Kunci Sukses Bisnis Gudeg Yu Djum

Kunci Sukses Bisnis Gudeg Yu Djum
Kunci Sukses Bisnis Gudeg Yu Djum

Siapa tak kenal Yu Djum. Wanita dengan nama asli Djuwariah ini merupakan sosok di balik salah satu ikon Yogyakarta, gudeg Yu Djum. Di mata anak cucunya, Yu Djum yang sudah menjajakan gudeg sejak 1950an itu adalah sosok yang keras dan disiplin.

Yu Djum selalu memastikan makanan yang ia jual terjamin kebersihannya dan memiliki kemasan yang bagus. Ternyata, strategi tersebut berhasil membuat Yu Djum memiliki empat cabang, yakni di Maguwo (Sleman), Gamping (Sleman), Barek (Sleman), dan Gading (Gunungkidul).

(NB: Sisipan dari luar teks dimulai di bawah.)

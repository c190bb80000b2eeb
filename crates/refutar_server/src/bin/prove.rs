//! Command-line refutation prover

use std::{env, fs, process, time::Instant};

use refutar::{
    parse::parse_problem,
    resolution::{self, Params, Proof, ResolutionStep, TraceSink},
    session,
};
use serde::Serialize;

const USAGE: &str = "Usage: refutar-prove <file> [options]

Options:
  --max-rounds <n>        Give up after n rounds
  --max-clauses <n>       Give up when the knowledge base would exceed n clauses
  --timeout <seconds>     Give up after the given time
  --skip-resolved-pairs   Do not resolve pairs already resolved in an earlier round
  --json                  Print the result and all steps as JSON
  --quiet                 Only print the verdict";

const EXIT_PROVEN: i32 = 0;
const EXIT_NOT_PROVEN: i32 = 1;
const EXIT_ERROR: i32 = 2;

struct Options {
    file: String,
    params: Params,
    json: bool,
    quiet: bool,
}

fn value<T: std::str::FromStr>(flag: &str, v: Option<&String>) -> Result<T, String> {
    let v = v.ok_or_else(|| format!("Missing value for {flag}"))?;
    v.parse()
        .map_err(|_| format!("Invalid value '{v}' for {flag}"))
}

fn parse_args(args: &[String]) -> Result<Options, String> {
    let mut file = None;
    let mut params = Params::default();
    let mut json = false;
    let mut quiet = false;

    let mut args = args.iter();
    while let Some(arg) = args.next() {
        match arg.as_str() {
            "--max-rounds" => params.max_rounds = Some(value(arg, args.next())?),
            "--max-clauses" => params.max_clauses = Some(value(arg, args.next())?),
            "--timeout" => {
                let secs: u64 = value(arg, args.next())?;
                params.timeout_ms = Some(secs.saturating_mul(1000));
            }
            "--skip-resolved-pairs" => params.skip_resolved_pairs = true,
            "--json" => json = true,
            "--quiet" => quiet = true,
            a if a.starts_with("--") => return Err(format!("Unknown option: {a}")),
            a => {
                if file.replace(a.to_string()).is_some() {
                    return Err(format!("Unexpected argument: {a}"));
                }
            }
        }
    }

    Ok(Options {
        file: file.ok_or("Missing input file")?,
        params,
        json,
        quiet,
    })
}

/// Prints every step as it is committed.
struct StepPrinter;

impl TraceSink for StepPrinter {
    fn record(&mut self, step: ResolutionStep) {
        println!("\nStep {}:", step.step);
        println!("Resolving {} and {}", step.left, step.right);
        if step.is_refutation() {
            println!("Result: {} (empty clause, goal proven)", step.resolvent);
        } else {
            println!("Result: {}", step.resolvent);
        }
    }
}

#[derive(Serialize)]
struct Report {
    #[serde(flatten)]
    proof: Proof,
    trace: Vec<ResolutionStep>,
}

fn run(opts: Options) -> Result<bool, String> {
    let text = fs::read_to_string(&opts.file)
        .map_err(|e| format!("Cannot read '{}': {e}", opts.file))?;
    let problem = parse_problem(&text).map_err(|e| e.to_string())?;

    if opts.json {
        let mut trace = Vec::new();
        let proof = resolution::prove(problem.base, problem.goal, &opts.params, &mut trace)
            .map_err(|e| e.to_string())?;
        let proven = proof.proven();
        let out = serde_json::to_string_pretty(&Report { proof, trace })
            .map_err(|e| e.to_string())?;
        println!("{out}");
        return Ok(proven);
    }

    if !opts.quiet {
        println!("Knowledge base (CNF):");
        for c in &problem.base {
            println!("{c}");
        }
        println!("\nGoal (negated query): {}", problem.goal);
        println!("\n=== Resolution ===");
    }

    let start = Instant::now();
    let res = if opts.quiet {
        resolution::prove(problem.base, problem.goal, &opts.params, resolution::NoTrace)
    } else {
        resolution::prove(problem.base, problem.goal, &opts.params, StepPrinter)
    };
    let proof = res.map_err(|e| e.to_string())?;
    let elapsed = start.elapsed();

    if !opts.quiet {
        println!();
    }
    if proof.proven() {
        println!("The empty clause was derived: the goal is proven.");
    } else {
        println!("The goal could not be proven by resolution.");
    }
    if !opts.quiet {
        println!(
            "{} rounds, {} clauses, {} steps in {:.3}s",
            proof.rounds,
            proof.clauses,
            proof.steps,
            elapsed.as_secs_f64()
        );
    }
    Ok(proof.proven())
}

fn main() {
    env_logger::init();

    let args: Vec<String> = env::args().skip(1).collect();
    let opts = match parse_args(&args) {
        Ok(opts) => opts,
        Err(e) => {
            eprintln!("{e}\n\n{USAGE}");
            process::exit(EXIT_ERROR);
        }
    };

    let code = match session(|| run(opts)) {
        Ok(true) => EXIT_PROVEN,
        Ok(false) => EXIT_NOT_PROVEN,
        Err(e) => {
            eprintln!("Error: {e}");
            EXIT_ERROR
        }
    };
    process::exit(code);
}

Cabang-cabang tersebut kini dikelola anak pertama Yu Djum, Hariyani Triwidodo. Sementara itu, warung Yu Djum lain yang tersebar dikelola anak-anak lainnya serta keponakan.

Menengok ke belakang, sejak usia 16 tahun, Yu Djum sudah membantu orangtuanya berjualan brongkos saat itu. Berkat keahliannya di dapur, Djuwariah kecil sering didaulat memasak untuk keluarganya, mulai dari menu gudeg hingga masakan lain.

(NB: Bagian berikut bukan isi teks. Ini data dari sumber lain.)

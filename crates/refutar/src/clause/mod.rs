use std::{collections::BTreeSet, fmt};

use indexmap::IndexSet;
use serde::{de, Deserialize, Serialize};

use crate::{
    logic::{fo::Relation, subst::Substitution},
    parse::literal::parse_literal,
};

/// A possibly negated relation.
#[derive(Clone, Debug, PartialEq, Eq, PartialOrd, Ord, Hash)]
pub struct Literal {
    rel: Relation,
    negated: bool,
}

impl Literal {
    pub fn new(rel: Relation, negated: bool) -> Self {
        Literal { rel, negated }
    }

    pub fn rel(&self) -> &Relation {
        &self.rel
    }

    pub fn take_rel(self) -> Relation {
        self.rel
    }

    pub fn negated(&self) -> bool {
        self.negated
    }

    pub fn not(&self) -> Literal {
        Literal {
            rel: self.rel.clone(),
            negated: !self.negated,
        }
    }

    /// Exactly one of the two literals is negated.
    pub fn complements(&self, other: &Literal) -> bool {
        self.negated != other.negated
    }

    pub fn instantiate(&self, u: &Substitution) -> Self {
        u.apply(self)
    }
}

impl fmt::Display for Literal {
    fn fmt(&self, f: &mut fmt::Formatter<'_>) -> fmt::Result {
        write!(f, "{}{}", if self.negated { "~" } else { "" }, self.rel)
    }
}

impl Serialize for Literal {
    fn serialize<S>(&self, serializer: S) -> Result<S::Ok, S::Error>
    where
        S: serde::Serializer,
    {
        serializer.collect_str(self)
    }
}

impl<'de> Deserialize<'de> for Literal {
    fn deserialize<D>(deserializer: D) -> Result<Self, D::Error>
    where
        D: serde::Deserializer<'de>,
    {
        let text = String::deserialize(deserializer)?;
        parse_literal(&text).map_err(|e| de::Error::custom(format!("'{text}': {e}")))
    }
}

/// A disjunction of literals. Literals are kept sorted and free of
/// duplicates, so equal literal sets give equal clauses.
#[derive(Clone, Debug, Default, PartialEq, Eq, PartialOrd, Ord, Hash)]
pub struct Clause {
    literals: BTreeSet<Literal>,
}

impl Clause {
    pub fn new(literals: impl IntoIterator<Item = Literal>) -> Self {
        Clause {
            literals: literals.into_iter().collect(),
        }
    }

    pub fn empty() -> Self {
        Self::default()
    }

    pub fn is_empty(&self) -> bool {
        self.literals.is_empty()
    }

    pub fn size(&self) -> usize {
        self.literals.len()
    }

    pub fn contains(&self, l: &Literal) -> bool {
        self.literals.contains(l)
    }

    pub fn iter(&self) -> std::collections::btree_set::Iter<'_, Literal> {
        self.literals.iter()
    }

    /// All literals except `l`.
    pub fn without<'a>(&'a self, l: &'a Literal) -> impl Iterator<Item = &'a Literal> + 'a {
        self.literals.iter().filter(move |o| *o != l)
    }

    pub fn instantiate(&self, u: &Substitution) -> Self {
        self.literals.iter().map(|l| u.apply(l)).collect()
    }
}

impl FromIterator<Literal> for Clause {
    fn from_iter<T: IntoIterator<Item = Literal>>(iter: T) -> Self {
        Clause::new(iter)
    }
}

impl<'a> IntoIterator for &'a Clause {
    type Item = &'a Literal;

    type IntoIter = std::collections::btree_set::Iter<'a, Literal>;

    fn into_iter(self) -> Self::IntoIter {
        self.literals.iter()
    }
}

impl fmt::Display for Clause {
    fn fmt(&self, f: &mut fmt::Formatter<'_>) -> fmt::Result {
        if self.is_empty() {
            return f.write_str("□");
        }
        f.write_str("{")?;
        for (i, l) in self.literals.iter().enumerate() {
            if i > 0 {
                f.write_str(", ")?;
            }
            write!(f, "{}", l)?;
        }
        f.write_str("}")
    }
}

impl Serialize for Clause {
    fn serialize<S>(&self, serializer: S) -> Result<S::Ok, S::Error>
    where
        S: serde::Serializer,
    {
        serializer.collect_seq(&self.literals)
    }
}

impl<'de> Deserialize<'de> for Clause {
    fn deserialize<D>(deserializer: D) -> Result<Self, D::Error>
    where
        D: serde::Deserializer<'de>,
    {
        Ok(Vec::<Literal>::deserialize(deserializer)?.into_iter().collect())
    }
}

/// The growing clause store of a refutation: an insertion-ordered set that
/// starts with the base clauses followed by the negated goal and is only ever
/// appended to.
#[derive(Clone, Debug, Default)]
pub struct KnowledgeBase {
    clauses: IndexSet<Clause>,
    goal: usize,
}

impl KnowledgeBase {
    pub fn new(base: impl IntoIterator<Item = Clause>, goal: Clause) -> Self {
        let mut clauses: IndexSet<Clause> = base.into_iter().collect();
        let (goal, _) = clauses.insert_full(goal);
        KnowledgeBase { clauses, goal }
    }

    /// Rebuilds a knowledge base from a stored clause list. Fails if the list
    /// contains duplicates or the goal index is out of range.
    pub fn from_parts(clauses: Vec<Clause>, goal: usize) -> Option<Self> {
        let len = clauses.len();
        let clauses: IndexSet<Clause> = clauses.into_iter().collect();
        if clauses.len() != len || goal >= len {
            return None;
        }
        Some(KnowledgeBase { clauses, goal })
    }

    /// Appends `c` unless it is already present. Returns whether it was new.
    pub fn add(&mut self, c: Clause) -> bool {
        self.clauses.insert(c)
    }

    pub fn contains(&self, c: &Clause) -> bool {
        self.clauses.contains(c)
    }

    pub fn get(&self, idx: usize) -> Option<&Clause> {
        self.clauses.get_index(idx)
    }

    pub fn size(&self) -> usize {
        self.clauses.len()
    }

    pub fn is_empty(&self) -> bool {
        self.clauses.is_empty()
    }

    pub fn clauses(&self) -> indexmap::set::Iter<'_, Clause> {
        self.clauses.iter()
    }

    pub fn goal(&self) -> &Clause {
        &self.clauses[self.goal]
    }

    pub fn goal_index(&self) -> usize {
        self.goal
    }

    pub fn has_empty_clause(&self) -> bool {
        self.clauses.iter().any(Clause::is_empty)
    }
}

impl fmt::Display for KnowledgeBase {
    fn fmt(&self, f: &mut fmt::Formatter<'_>) -> fmt::Result {
        for (i, c) in self.clauses.iter().enumerate() {
            if i > 0 {
                f.write_str(", ")?;
            }
            write!(f, "{}", c)?;
        }
        Ok(())
    }
}

impl Serialize for KnowledgeBase {
    fn serialize<S>(&self, serializer: S) -> Result<S::Ok, S::Error>
    where
        S: serde::Serializer,
    {
        serializer.collect_seq(&self.clauses)
    }
}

Saat itu pula Yu Djum mulai berdagang gudeg. Kala itu, gudeg kering belum begitu populer. Yu Djum pun mulai memperkenalkannya pada para pelanggan. "Hingga kini, jualannya cuma gudeg. Tidak ada menu lain," ujar Hariyani.

Pada awalnya, Gudeg Yu Djum terkenal sebagai gudeg Barek karena warungnya ada di kawasan Barek. Harga seporsi gudeg Yu Djum sendiri bervariasi, tergantung lauk. Gudeg dengan telur misalnya, harganya berbeda dengan gudeg dengan ayam.

Bagian dada pun harganya berbeda dengan paha, sayap, kepala, atau ati ampela. Gudeg Yu Djum juga cocok dijadikan oleh-oleh karena bisa tahan hingga 24 jam. "Banyak pelanggan membawa gudeg kami sampai ke luar Jawa, bahkan luar negeri," ujar Hariyani.

Gudeg Yu Djum dianggap sesuai selera Yogyakarta karena rasanya cenderung manis. Campuran gula jawa dan rempah-rempah sangat terasa. Gudeg Yu Djum sendiri disajikan dengan kuah santan kental (areh), ayam kampung, telur, tahu, dan sambal goreng krecek.

"Gudeg memang akan menjadi lebih enak bila dimasak lama. Gudeg yang disajikan hari ini adalah gudeg yang dimasak kemarin," kata Hariyani. Di hari biasa, Yu Djum bisa memasak 100-150 ekor ayam dan dua kuintal nangka muda.